BRIEF:
In these records, how many lines contain "contains"? Please reply with the number only.

Dataset entries

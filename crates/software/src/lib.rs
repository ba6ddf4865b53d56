//! This crate contains architecture-agnostic logic for MIDI Dials, a device which turns potentiometers into
//! [MIDI](https://midi.org/midi-1-0) Control Change messages sent over USB. A physical control can optionally be paired
//! with a "bank" toggle switch so that a single knob addresses two different controllers.
//!
//! Nothing here touches hardware directly: pin access and MIDI transmission are supplied by the caller through the
//! traits in [`io`], which keeps the signal conditioning testable on the host.

#![deny(missing_docs)]
#![no_std]

#[macro_use]
mod fmt;

/// Reading, smoothing, and reporting a single analog control.
pub mod analog;

pub mod configuration;
pub mod io;
pub mod running_average;
pub mod usb_midi;
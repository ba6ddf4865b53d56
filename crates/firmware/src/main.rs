//! MIDI Dials is [Embassy](https://embassy.dev)-based firmware for a small USB MIDI controller: a handful of
//! potentiometers reported as MIDI Control Change messages, some of which can be flipped to an alternate controller or
//! channel with a toggle switch. The firmware runs on the [Nucleo-F767ZI development
//! board](https://www.st.com/en/evaluation-tools/nucleo-f767zi.html), which is powered by an F7-series STM32
//! microcontroller.
//!
//! The signal conditioning (smoothing, quantization, change detection, and bank routing) lives in `midi_dials_lib`;
//! this crate only supplies the hardware it runs against. For wiring details, see the `README`.

#![no_std]
#![no_main]

mod board;
mod controls;
mod midi_out;

use crate::{
    board::Board,
    midi_out::{MIDI_OUT_QUEUE, QueueSender},
};
use defmt::*;
use embassy_executor::Spawner;
use embassy_stm32::{
    Config,
    adc::{Adc, AdcChannel},
    bind_interrupts,
    gpio::Flex,
    peripherals,
    time::Hertz,
    usb,
};
use embassy_usb::{Builder, UsbDevice, class::midi::MidiClass};
use static_cell::StaticCell;

use defmt_rtt as _;
#[cfg(feature = "panic-halt")]
use panic_halt as _;
#[cfg(feature = "panic-probe")]
use panic_probe as _;

bind_interrupts!(
    #[doc(hidden)]
    struct Irqs {
        OTG_FS => usb::InterruptHandler<peripherals::USB_OTG_FS>;
    }
);

type UsbDriver = usb::Driver<'static, peripherals::USB_OTG_FS>;

#[embassy_executor::main]
async fn main(spawner: Spawner) {
    info!("Initializing MIDI Dials");

    let mut config = Config::default();
    {
        use embassy_stm32::rcc::*;
        // hse: high-speed external clock
        config.rcc.hse = Some(Hse {
            freq: Hertz(8_000_000),
            mode: HseMode::Bypass,
        });

        // pll: phase-locked loop, crucial for dividing clock
        config.rcc.pll_src = PllSource::HSE;
        config.rcc.pll = Some(Pll {
            prediv: PllPreDiv::DIV4,
            mul: PllMul::MUL216,
            divp: Some(PllPDiv::DIV2), // 8mhz / 4 * 216 / 2 = 216Mhz
            // per section 5.2 of RM0410: the 48MHz clock used for USB OTG FS is derived from main PLL VCO (PLLQ clock)
            divq: Some(PllQDiv::DIV9), // 8mhz / 4 * 216 / 9 = 48Mhz
            divr: None,
        });
        config.rcc.ahb_pre = AHBPrescaler::DIV1;
        config.rcc.apb1_pre = APBPrescaler::DIV4;
        config.rcc.apb2_pre = APBPrescaler::DIV2;
        config.rcc.sys = Sysclk::PLL1_P;
        config.rcc.mux.clk48sel = mux::Clk48sel::PLL1_Q;
    }
    let p = embassy_stm32::init(config);

    // Create the driver, from the HAL.
    static ENDPOINT_OUT_BUFFER: StaticCell<[u8; 256]> = StaticCell::new();
    let mut config = embassy_stm32::usb::Config::default();

    // Per section 6.10 of the Nucleo board manual (UM1974), CN13 (the USB port) cannot power the board, so the device
    // is self-powered and must enable vbus_detection to comply with the USB spec.
    config.vbus_detection = true;

    let driver = usb::Driver::new_fs(
        p.USB_OTG_FS,
        Irqs,
        p.PA12,
        p.PA11,
        ENDPOINT_OUT_BUFFER.init([0; 256]),
        config,
    );

    // per https://pid.codes, FOSS projects can apply to be listed under the vendor ID owned by InterBiometrics
    let vendor_id = 0x1209;
    let product_id = 0xD1A1;

    let mut config = embassy_usb::Config::new(vendor_id, product_id);
    config.manufacturer = Some("Pawpaw Works");
    config.product = Some("MIDI Dials");
    config.self_powered = true;
    config.max_power = 0;

    // buffers for building the descriptors
    static CONFIG_DESCRIPTOR: StaticCell<[u8; 256]> = StaticCell::new();
    static BOS_DESCRIPTOR: StaticCell<[u8; 256]> = StaticCell::new();
    static CONTROL_BUFFER: StaticCell<[u8; 64]> = StaticCell::new();

    let mut builder = Builder::new(
        driver,
        config,
        CONFIG_DESCRIPTOR.init([0; 256]),
        BOS_DESCRIPTOR.init([0; 256]),
        &mut [], // no msos descriptors
        CONTROL_BUFFER.init([0; 64]),
    );

    // one jack in each direction; only the one towards the host is used
    let class = MidiClass::new(&mut builder, 1, 1, 64);
    let usb = builder.build();

    unwrap!(spawner.spawn(usb_task(usb)));
    unwrap!(spawner.spawn(midi_out::midi_out(class, MIDI_OUT_QUEUE.receiver())));

    // PA3, PC0, and PC3 are A0-A2 on the Arduino header, PB1 is on the morpho header; all four are routed to ADC1
    let analog_pins = [
        p.PA3.degrade_adc(),
        p.PC0.degrade_adc(),
        p.PC3.degrade_adc(),
        p.PB1.degrade_adc(),
    ];
    let digital_pins = [Flex::new(p.PD1), Flex::new(p.PG1)];
    let board = Board::new(Adc::new(p.ADC1), analog_pins, digital_pins);

    let sender = QueueSender::new(MIDI_OUT_QUEUE.sender());
    unwrap!(spawner.spawn(controls::poll_controls(board, sender)));
}

#[embassy_executor::task]
async fn usb_task(mut usb: UsbDevice<'static, UsbDriver>) -> ! {
    usb.run().await
}
//! This module provides the traits through which controls reach the outside world: the pins they read from and the
//! MIDI transport they send to.
//!
//! Both are deliberately infallible. A control is serviced from a tight polling loop where there is nobody to report
//! an error to; implementations should log and substitute a neutral value instead.

use wmidi::{Channel, ControlFunction, ControlValue};

/// Logic level of a digital input.
#[derive(Clone, Copy, Debug, PartialEq, Eq)]
#[cfg_attr(feature = "defmt", derive(defmt::Format))]
pub enum Level {
    /// The pin reads logic low, e.g., a switch closed to ground.
    Low,
    /// The pin reads logic high.
    High,
}

/// Electrical configuration of a digital input.
#[derive(Clone, Copy, Debug, PartialEq, Eq)]
#[cfg_attr(feature = "defmt", derive(defmt::Format))]
pub enum PinMode {
    /// Plain (floating) input.
    Input,
    /// Input with the internal pull-up resistor enabled, so that an unconnected line reads high.
    InputPullUp,
}

/// Access to the board's pins, addressed by numeric identifiers.
pub trait PinIo {
    /// Returns the current sample of an analog input, at 10-bit resolution (i.e., in the range `0..=1023`).
    fn analog_read(&mut self, pin: u8) -> u16;

    /// Returns the logic level of a digital input.
    fn digital_read(&mut self, pin: u8) -> Level;

    /// Changes the electrical configuration of a digital pin.
    fn set_pin_mode(&mut self, pin: u8, mode: PinMode);
}

/// A MIDI transport capable of sending Control Change messages.
///
/// Implementations are expected to return quickly; any buffering or back-pressure is theirs to handle.
pub trait ControlChangeSender {
    /// Transmits a Control Change message.
    fn send_control_change(
        &mut self,
        channel: Channel,
        controller: ControlFunction,
        value: ControlValue,
    );
}
//! Provides encoding of MIDI messages into USB-MIDI Event Packets, the 32-bit units in which USB MIDI 1.0 devices
//! exchange messages with the host.
//!
//! Each packet starts with a header byte whose high nibble is the virtual cable number and whose low nibble is the
//! Code Index Number (CIN), which tells the receiver how many of the three remaining bytes are meaningful. For
//! channel voice messages the CIN is simply the high nibble of the status byte.

use wmidi::MidiMessage;

/// Size of a USB-MIDI Event Packet in bytes.
pub const EVENT_PACKET_LEN: usize = 4;

/// Builds a USB-MIDI Event Packet for a channel voice message.
///
/// Returns `None` for system messages (which use other Code Index Numbers) and for cable numbers above 15.
pub fn event_packet(cable: u8, msg: &MidiMessage) -> Option<[u8; EVENT_PACKET_LEN]> {
    if cable > 0x0F {
        return None;
    }
    let mut packet = [0_u8; EVENT_PACKET_LEN];
    msg.copy_to_slice(&mut packet[1..]).ok()?;

    let status = packet[1];
    if !(0x80..=0xEF).contains(&status) {
        return None;
    }
    packet[0] = (cable << 4) | (status >> 4);
    Some(packet)
}
//! The outgoing side of the USB MIDI connection.
//!
//! Controls are refreshed synchronously, but writing to the USB endpoint is asynchronous, so the two are decoupled by
//! a queue: [`QueueSender`] pushes onto it from the polling task and [`midi_out`] drains it onto the wire.

use crate::UsbDriver;
use defmt::{error, info, panic, warn};
use embassy_stm32::usb;
use embassy_sync::{
    blocking_mutex::raw::CriticalSectionRawMutex,
    channel::{self, Receiver, Sender},
};
use embassy_usb::{class::midi::MidiClass, driver::EndpointError};
use midi_dials_lib::{io::ControlChangeSender, usb_midi::event_packet};
use wmidi::{Channel, ControlFunction, ControlValue, MidiMessage};

/// Virtual cable the device's single MIDI IN jack is exposed on.
const CABLE: u8 = 0;

/// Number of messages which may wait for the USB endpoint before new ones are dropped.
const MIDI_OUT_QUEUE_LEN: usize = 32;

/// A Control Change message waiting to be written.
#[derive(Clone, Copy)]
pub struct ControlChange {
    channel: Channel,
    controller: ControlFunction,
    value: ControlValue,
}

type MidiOutQueue = channel::Channel<CriticalSectionRawMutex, ControlChange, MIDI_OUT_QUEUE_LEN>;
pub type MidiOutSender<'a> = Sender<'a, CriticalSectionRawMutex, ControlChange, MIDI_OUT_QUEUE_LEN>;
pub type MidiOutReceiver<'a> =
    Receiver<'a, CriticalSectionRawMutex, ControlChange, MIDI_OUT_QUEUE_LEN>;

/// Messages on their way from the controls to the host.
pub static MIDI_OUT_QUEUE: MidiOutQueue = channel::Channel::new();

/// [`ControlChangeSender`] which enqueues messages for the [`midi_out`] task.
///
/// Sending never waits: if the queue is full (e.g., because no host is connected), the message is dropped. Controls
/// only report changes, so the next movement of the knob brings the host back up to date.
pub struct QueueSender<'a> {
    sender: MidiOutSender<'a>,
}

impl<'a> QueueSender<'a> {
    /// Constructs a [`QueueSender`] feeding the queue behind `sender`.
    pub fn new(sender: MidiOutSender<'a>) -> Self {
        Self { sender }
    }
}

impl ControlChangeSender for QueueSender<'_> {
    fn send_control_change(
        &mut self,
        channel: Channel,
        controller: ControlFunction,
        value: ControlValue,
    ) {
        let msg = ControlChange {
            channel,
            controller,
            value,
        };
        if self.sender.try_send(msg).is_err() {
            warn!(
                "MIDI out queue full, dropping Control Change {} on channel {}",
                u8::from(controller),
                channel.number()
            );
        }
    }
}

/// Task responsible for writing queued messages to the host whenever it is connected.
#[embassy_executor::task]
pub async fn midi_out(
    mut class: MidiClass<'static, UsbDriver>,
    receiver: MidiOutReceiver<'static>,
) -> ! {
    loop {
        class.wait_connection().await;
        info!("USB connected");
        let _ = write_messages(&mut class, &receiver).await;
        info!("USB disconnected");
    }
}

#[doc(hidden)]
struct Disconnected {}

impl From<EndpointError> for Disconnected {
    fn from(val: EndpointError) -> Self {
        match val {
            EndpointError::BufferOverflow => panic!("Buffer overflow"),
            EndpointError::Disabled => Disconnected {},
        }
    }
}

/// Helper function which encodes queued messages as USB-MIDI Event Packets and writes them until the host goes away.
async fn write_messages<'d, T: usb::Instance + 'd>(
    class: &mut MidiClass<'d, usb::Driver<'d, T>>,
    receiver: &MidiOutReceiver<'static>,
) -> Result<(), Disconnected> {
    loop {
        let ControlChange {
            channel,
            controller,
            value,
        } = receiver.receive().await;
        let Some(packet) = event_packet(
            CABLE,
            &MidiMessage::ControlChange(channel, controller, value),
        ) else {
            error!("Control Change could not be encoded for cable {}", CABLE);
            continue;
        };
        class.write_packet(&packet).await?;
        info!(
            "Sent Control Change {}: channel {}, value {}",
            u8::from(controller),
            channel.number(),
            u8::from(value)
        );
    }
}
#[cfg(test)]
mod tests {
    use super::*;
    use tinyvec::ArrayVec;

    const POT_PIN: u8 = 0;
    const SELECTOR_PIN: u8 = 3;
    const OTHER_SELECTOR_PIN: u8 = 4;

    /// Stands in for the board: a single analog reading shared by all analog pins, one level per digital pin, and a
    /// record of the last mode each digital pin was set to.
    struct MockBoard {
        analog: u16,
        levels: [Level; 8],
        modes: [Option<PinMode>; 8],
    }

    impl MockBoard {
        fn new() -> Self {
            Self {
                analog: 0,
                levels: [Level::High; 8],
                modes: [None; 8],
            }
        }
    }

    impl PinIo for MockBoard {
        fn analog_read(&mut self, _pin: u8) -> u16 {
            self.analog
        }

        fn digital_read(&mut self, pin: u8) -> Level {
            self.levels[pin as usize]
        }

        fn set_pin_mode(&mut self, pin: u8, mode: PinMode) {
            self.modes[pin as usize] = Some(mode);
        }
    }

    /// Records sent messages as (channel index, controller, value).
    #[derive(Default)]
    struct MockSender {
        sent: ArrayVec<[(u8, u8, u8); 16]>,
    }

    impl ControlChangeSender for MockSender {
        fn send_control_change(
            &mut self,
            channel: Channel,
            controller: ControlFunction,
            value: ControlValue,
        ) {
            self.sent
                .push((channel.index(), u8::from(controller), u8::from(value)));
        }
    }

    fn cc(number: u8) -> ControlFunction {
        ControlFunction(U7::from_u8_lossy(number))
    }

    fn pot() -> AnalogInputChannel {
        AnalogInputChannel::new(POT_PIN, cc(7), Channel::Ch1, Offsets::NONE)
    }

    #[test]
    fn quantize_truncates_to_seven_bits() {
        assert_eq!(U7::from_u8_lossy(127), quantize(1023));
        assert_eq!(U7::from_u8_lossy(1), quantize(8));
        assert_eq!(U7::from_u8_lossy(0), quantize(7));
        assert_eq!(U7::from_u8_lossy(64), quantize(512));
    }

    #[test]
    fn new_has_no_averaging_and_no_bank() {
        let pot = pot();
        assert_eq!(None, pot.window_len(), "Expected left but got right");
        assert!(!pot.is_bank_enabled());
        assert_eq!(U7::from_u8_lossy(0), pot.last_value());
        assert_eq!(
            Address::new(cc(7), Channel::Ch1),
            pot.address(),
            "Expected left but got right"
        );
    }

    #[test]
    fn averaging_ignores_meaningless_lengths() {
        let mut pot = pot();
        pot.enable_averaging(0);
        assert_eq!(None, pot.window_len());
        pot.enable_averaging(1);
        assert_eq!(None, pot.window_len());
    }

    #[test]
    fn averaging_ignores_lengths_beyond_capacity() {
        let mut pot = pot();
        pot.enable_averaging(MAX_WINDOW_LEN + 1);
        assert_eq!(None, pot.window_len());
    }

    #[test]
    fn capacity_is_chosen_by_owner() {
        let mut pot: AnalogInputChannel<Mapping, 64> =
            AnalogInputChannel::new(POT_PIN, cc(7), Channel::Ch1, Offsets::NONE);
        pot.enable_averaging(64);
        assert_eq!(Some(64), pot.window_len(), "Expected left but got right");
    }

    #[test]
    fn long_window_averages_over_all_samples() {
        let mut board = MockBoard::new();
        let mut sender = MockSender::default();
        let mut pot: AnalogInputChannel<Mapping, 64> =
            AnalogInputChannel::new(POT_PIN, cc(7), Channel::Ch1, Offsets::NONE);
        pot.enable_averaging(48);

        board.analog = 800;
        for _ in 0..48 {
            pot.refresh(&mut board, &mut sender);
        }
        board.analog = 0;
        pot.refresh(&mut board, &mut sender);

        // 47 samples of 800 remain in the window: 37600 / 48 = 783, which quantizes to 97
        assert_eq!(&[(0, 7, 100), (0, 7, 97)], sender.sent.as_slice());
    }

    #[test]
    fn averaging_length_cannot_change() {
        let mut pot = pot();
        pot.enable_averaging(4);
        pot.enable_averaging(16);
        assert_eq!(Some(4), pot.window_len(), "Expected left but got right");
    }

    #[test]
    fn averaging_can_be_enabled_after_rejected_attempt() {
        let mut pot = pot();
        pot.enable_averaging(1);
        pot.enable_averaging(3);
        assert_eq!(Some(3), pot.window_len(), "Expected left but got right");
    }

    #[test]
    fn sends_on_change() {
        let mut board = MockBoard::new();
        let mut sender = MockSender::default();
        let mut pot = pot();

        board.analog = 1023;
        pot.refresh(&mut board, &mut sender);

        assert_eq!(&[(0, 7, 127)], sender.sent.as_slice());
        assert_eq!(U7::from_u8_lossy(127), pot.last_value());
    }

    #[test]
    fn suppresses_unchanged_values() {
        let mut board = MockBoard::new();
        let mut sender = MockSender::default();
        let mut pot = pot();

        board.analog = 520;
        pot.refresh(&mut board, &mut sender);
        // same 7-bit value despite a different reading
        board.analog = 527;
        pot.refresh(&mut board, &mut sender);

        assert_eq!(&[(0, 7, 65)], sender.sent.as_slice());
    }

    #[test]
    fn initial_zero_is_not_sent() {
        let mut board = MockBoard::new();
        let mut sender = MockSender::default();
        let mut pot = pot();

        board.analog = 7;
        pot.refresh(&mut board, &mut sender);

        assert!(sender.sent.is_empty());
    }

    #[test]
    fn offsets_apply_to_regular_address() {
        let mut board = MockBoard::new();
        let mut sender = MockSender::default();
        let mut pot: AnalogInputChannel = AnalogInputChannel::new(POT_PIN, cc(20), Channel::Ch2, Offsets::new(3, 10));

        board.analog = 8;
        pot.refresh(&mut board, &mut sender);

        assert_eq!(&[(4, 30, 1)], sender.sent.as_slice());
    }

    #[test]
    fn averaging_smooths_readings() {
        let mut board = MockBoard::new();
        let mut sender = MockSender::default();
        let mut pot = pot();
        pot.enable_averaging(2);

        board.analog = 800;
        pot.refresh(&mut board, &mut sender);
        board.analog = 0;
        pot.refresh(&mut board, &mut sender);

        // 800 >> 3, then (800 + 0) / 2 >> 3
        assert_eq!(&[(0, 7, 100), (0, 7, 50)], sender.sent.as_slice());
    }

    #[test]
    fn mapping_is_applied_before_averaging() {
        let mut board = MockBoard::new();
        let mut sender = MockSender::default();
        let mut pot = pot();
        pot.set_mapping(|v| 1023 - v);
        pot.enable_averaging(2);

        board.analog = 0;
        pot.refresh(&mut board, &mut sender);
        board.analog = 1023;
        pot.refresh(&mut board, &mut sender);

        // inverted: 1023 >> 3, then (1023 + 0) / 2 >> 3
        assert_eq!(&[(0, 7, 127), (0, 7, 63)], sender.sent.as_slice());
    }

    #[test]
    fn new_mapping_leaves_buffered_samples_alone() {
        let mut board = MockBoard::new();
        let mut sender = MockSender::default();
        let mut pot = pot();
        pot.enable_averaging(2);

        board.analog = 800;
        pot.refresh(&mut board, &mut sender);
        pot.set_mapping(|_| 0);
        pot.refresh(&mut board, &mut sender);

        // the 800 taken before the mapping changed stays in the window: (800 + 0) / 2 >> 3
        assert_eq!(&[(0, 7, 100), (0, 7, 50)], sender.sent.as_slice());
    }

    #[test]
    fn mapping_output_is_clamped() {
        let mut board = MockBoard::new();
        let mut sender = MockSender::default();
        let mut pot = pot();

        pot.set_mapping(|v| v * 4);
        board.analog = 1000;
        pot.refresh(&mut board, &mut sender);

        pot.set_mapping(|v| v - 2000);
        pot.refresh(&mut board, &mut sender);

        assert_eq!(&[(0, 7, 127), (0, 7, 0)], sender.sent.as_slice());
    }

    #[test]
    fn capturing_mapping() {
        let mut board = MockBoard::new();
        let mut sender = MockSender::default();
        let ceiling = 511;
        let mut pot = pot().with_mapping(move |v| v.min(ceiling));

        board.analog = 1023;
        pot.refresh(&mut board, &mut sender);

        assert_eq!(&[(0, 7, 63)], sender.sent.as_slice());
    }

    #[test]
    fn enabling_bank_mode_pulls_selector_up() {
        let mut board = MockBoard::new();
        let mut pot = pot();
        pot.enable_bank_mode(&mut board, SELECTOR_PIN, cc(8), Channel::Ch2);

        assert!(pot.is_bank_enabled());
        assert_eq!(
            Some(PinMode::InputPullUp),
            board.modes[SELECTOR_PIN as usize],
            "Expected left but got right"
        );
    }

    #[test]
    fn bank_switch_on_uses_alternate_address() {
        let mut board = MockBoard::new();
        let mut sender = MockSender::default();
        let mut pot: AnalogInputChannel = AnalogInputChannel::new(POT_PIN, cc(7), Channel::Ch1, Offsets::new(1, 2));
        pot.enable_bank_mode(&mut board, SELECTOR_PIN, cc(8), Channel::Ch3);

        board.levels[SELECTOR_PIN as usize] = Level::Low;
        board.analog = 80;
        pot.refresh(&mut board, &mut sender);

        assert_eq!(&[(3, 10, 10)], sender.sent.as_slice());
        assert_eq!(U7::from_u8_lossy(10), pot.last_value());
    }

    #[test]
    fn bank_switch_off_uses_regular_address() {
        let mut board = MockBoard::new();
        let mut sender = MockSender::default();
        let mut pot: AnalogInputChannel = AnalogInputChannel::new(POT_PIN, cc(7), Channel::Ch1, Offsets::new(1, 2));
        pot.enable_bank_mode(&mut board, SELECTOR_PIN, cc(8), Channel::Ch3);

        board.analog = 80;
        pot.refresh(&mut board, &mut sender);

        assert_eq!(&[(1, 9, 10)], sender.sent.as_slice());
    }

    #[test]
    fn bank_switch_is_read_on_every_refresh() {
        let mut board = MockBoard::new();
        let mut sender = MockSender::default();
        let mut pot = pot();
        pot.enable_bank_mode(&mut board, SELECTOR_PIN, cc(8), Channel::Ch2);

        board.analog = 80;
        pot.refresh(&mut board, &mut sender);
        board.levels[SELECTOR_PIN as usize] = Level::Low;
        board.analog = 160;
        pot.refresh(&mut board, &mut sender);

        assert_eq!(&[(0, 7, 10), (1, 8, 20)], sender.sent.as_slice());
    }

    #[test]
    fn disabling_bank_mode_releases_selector() {
        let mut board = MockBoard::new();
        let mut sender = MockSender::default();
        let mut pot = pot();
        pot.enable_bank_mode(&mut board, SELECTOR_PIN, cc(8), Channel::Ch2);
        pot.disable_bank_mode(&mut board);

        assert!(!pot.is_bank_enabled());
        assert_eq!(
            Some(PinMode::Input),
            board.modes[SELECTOR_PIN as usize],
            "Expected left but got right"
        );

        // switch position no longer matters
        board.levels[SELECTOR_PIN as usize] = Level::Low;
        board.analog = 80;
        pot.refresh(&mut board, &mut sender);
        assert_eq!(&[(0, 7, 10)], sender.sent.as_slice());
    }

    #[test]
    fn disabling_bank_mode_when_never_enabled_does_nothing() {
        let mut board = MockBoard::new();
        let mut pot = pot();
        pot.disable_bank_mode(&mut board);

        assert!(!pot.is_bank_enabled());
        assert!(board.modes.iter().all(Option::is_none));
    }

    #[test]
    fn moving_bank_to_another_selector_releases_the_first() {
        let mut board = MockBoard::new();
        let mut pot = pot();
        pot.enable_bank_mode(&mut board, SELECTOR_PIN, cc(8), Channel::Ch2);
        pot.enable_bank_mode(&mut board, OTHER_SELECTOR_PIN, cc(9), Channel::Ch2);

        assert_eq!(Some(PinMode::Input), board.modes[SELECTOR_PIN as usize]);
        assert_eq!(
            Some(PinMode::InputPullUp),
            board.modes[OTHER_SELECTOR_PIN as usize]
        );
    }

    #[test]
    fn detach_releases_selector() {
        let mut board = MockBoard::new();
        let mut pot = pot();
        pot.enable_averaging(8);
        pot.enable_bank_mode(&mut board, SELECTOR_PIN, cc(8), Channel::Ch2);
        pot.detach(&mut board);

        assert_eq!(Some(PinMode::Input), board.modes[SELECTOR_PIN as usize]);
    }

    #[test]
    fn detach_without_averaging_or_bank() {
        let mut board = MockBoard::new();
        pot().detach(&mut board);
        assert!(board.modes.iter().all(Option::is_none));
    }
}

EXERCISE RESULT:
2